Material supplied Start Marker
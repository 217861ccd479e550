use std::time::Duration;

use serde::{de::DeserializeOwned, Serialize};
use thiserror::Error;

use crate::{
    domain::{IndexSettings, IndexStats, InstanceStats, SearchParams, SearchResponse},
    MeiliUrl,
};

const API_KEY_HEADER: &str = "X-Meili-API-Key";
const REQUEST_TIMEOUT: Duration = Duration::from_secs(10);

#[derive(Debug, Clone)]
pub struct MeiliClient {
    http: reqwest::Client,
    base_url: MeiliUrl,
    api_key: Option<String>,
}

impl MeiliClient {
    pub fn new(endpoint: impl Into<String>, api_key: Option<String>) -> Result<Self, MeiliError> {
        let http = reqwest::Client::builder()
            .timeout(REQUEST_TIMEOUT)
            .build()
            .map_err(|e| MeiliError::Other(format!("Failed to build HTTP client: {}", e)))?;

        Ok(Self {
            http,
            base_url: MeiliUrl::new(endpoint),
            api_key,
        })
    }

    fn get(&self, url: impl AsRef<str>) -> reqwest::RequestBuilder {
        self.with_auth(self.http.get(url.as_ref()))
    }

    fn post(&self, url: impl AsRef<str>) -> reqwest::RequestBuilder {
        self.with_auth(self.http.post(url.as_ref()))
    }

    fn with_auth(&self, request: reqwest::RequestBuilder) -> reqwest::RequestBuilder {
        match &self.api_key {
            Some(key) => request.header(API_KEY_HEADER, key),
            None => request,
        }
    }

    async fn send(
        &self,
        request: reqwest::RequestBuilder,
    ) -> Result<reqwest::Response, MeiliError> {
        let resp = request
            .send()
            .await
            .map_err(|e| MeiliError::ResponseError(e.to_string()))?;

        if resp.status() == 401 || resp.status() == 403 {
            return Err(MeiliError::Unauthorized);
        }
        if !resp.status().is_success() {
            let status = resp.status();
            let body = resp.text().await.unwrap_or_default();
            return Err(MeiliError::ResponseError(format!("{}: {}", status, body)));
        }

        Ok(resp)
    }

    async fn fetch<T: DeserializeOwned>(
        &self,
        request: reqwest::RequestBuilder,
    ) -> Result<T, MeiliError> {
        let resp = self.send(request).await?;

        resp.json::<T>().await.map_err(|e| {
            MeiliError::ParsingError(format!("Failed to parse response as JSON: {}", e))
        })
    }

    async fn send_without_body(
        &self,
        request: reqwest::RequestBuilder,
    ) -> Result<(), MeiliError> {
        let resp = self.send(request).await?;
        let _ = resp.bytes().await;
        Ok(())
    }

    /// Run a search against a single index. `T` is the document type stored
    /// in that index.
    pub async fn search<T: DeserializeOwned>(
        &self,
        index_uid: &str,
        term: &str,
        params: &SearchParams,
    ) -> Result<SearchResponse<T>, MeiliError> {
        let url = self.base_url.index_route(index_uid, "search");

        let mut query: Vec<(&str, String)> = vec![
            ("q", term.to_string()),
            ("offset", params.offset.to_string()),
        ];
        if let Some(limit) = params.limit {
            query.push(("limit", limit.to_string()));
        }

        self.fetch(self.get(url).query(&query)).await
    }

    pub async fn index_stats(&self, index_uid: &str) -> Result<IndexStats, MeiliError> {
        let url = self.base_url.index_route(index_uid, "stats");
        self.fetch(self.get(url)).await
    }

    pub async fn instance_stats(&self) -> Result<InstanceStats, MeiliError> {
        let url = self.base_url.append_path("/stats");
        self.fetch(self.get(url)).await
    }

    /// Liveness probe against `GET /health`.
    pub async fn health(&self) -> Result<(), MeiliError> {
        let url = self.base_url.append_path("/health");
        self.send_without_body(self.get(url)).await
    }

    pub async fn create_index(&self, uid: &str, primary_key: &str) -> Result<(), MeiliError> {
        let url = self.base_url.append_path("/indexes");
        self.send_without_body(self.post(url).json(&CreateIndexRequest { uid, primary_key }))
            .await
    }

    pub async fn update_settings(
        &self,
        index_uid: &str,
        settings: &IndexSettings,
    ) -> Result<(), MeiliError> {
        let url = self.base_url.index_route(index_uid, "settings");
        self.send_without_body(self.post(url).json(settings)).await
    }
}

#[derive(Serialize)]
#[serde(rename_all = "camelCase")]
struct CreateIndexRequest<'a> {
    uid: &'a str,
    primary_key: &'a str,
}

#[derive(Error, Debug)]
pub enum MeiliError {
    #[error("Unauthorized")]
    Unauthorized,
    #[error("ResponseError: {0}")]
    ResponseError(String),
    #[error("ParsingError: {0}")]
    ParsingError(String),
    #[error("Other: {0}")]
    Other(String),
}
Material supplied End Marker
◆ **What to do**:
Every line from the top of the material above through the line holding "const API_KEY_HEADER: &str" should be reproduced word for word, and nothing beyond it.

◆ **Solution to this problem**:
repository 217861ccd479e550
use std::time::Duration;

use serde::{de::DeserializeOwned, Serialize};
use thiserror::Error;

use crate::{
    domain::{IndexSettings, IndexStats, InstanceStats, SearchParams, SearchResponse},
    MeiliUrl,
};

const API_KEY_HEADER: &str = "X-Meili-API-Key";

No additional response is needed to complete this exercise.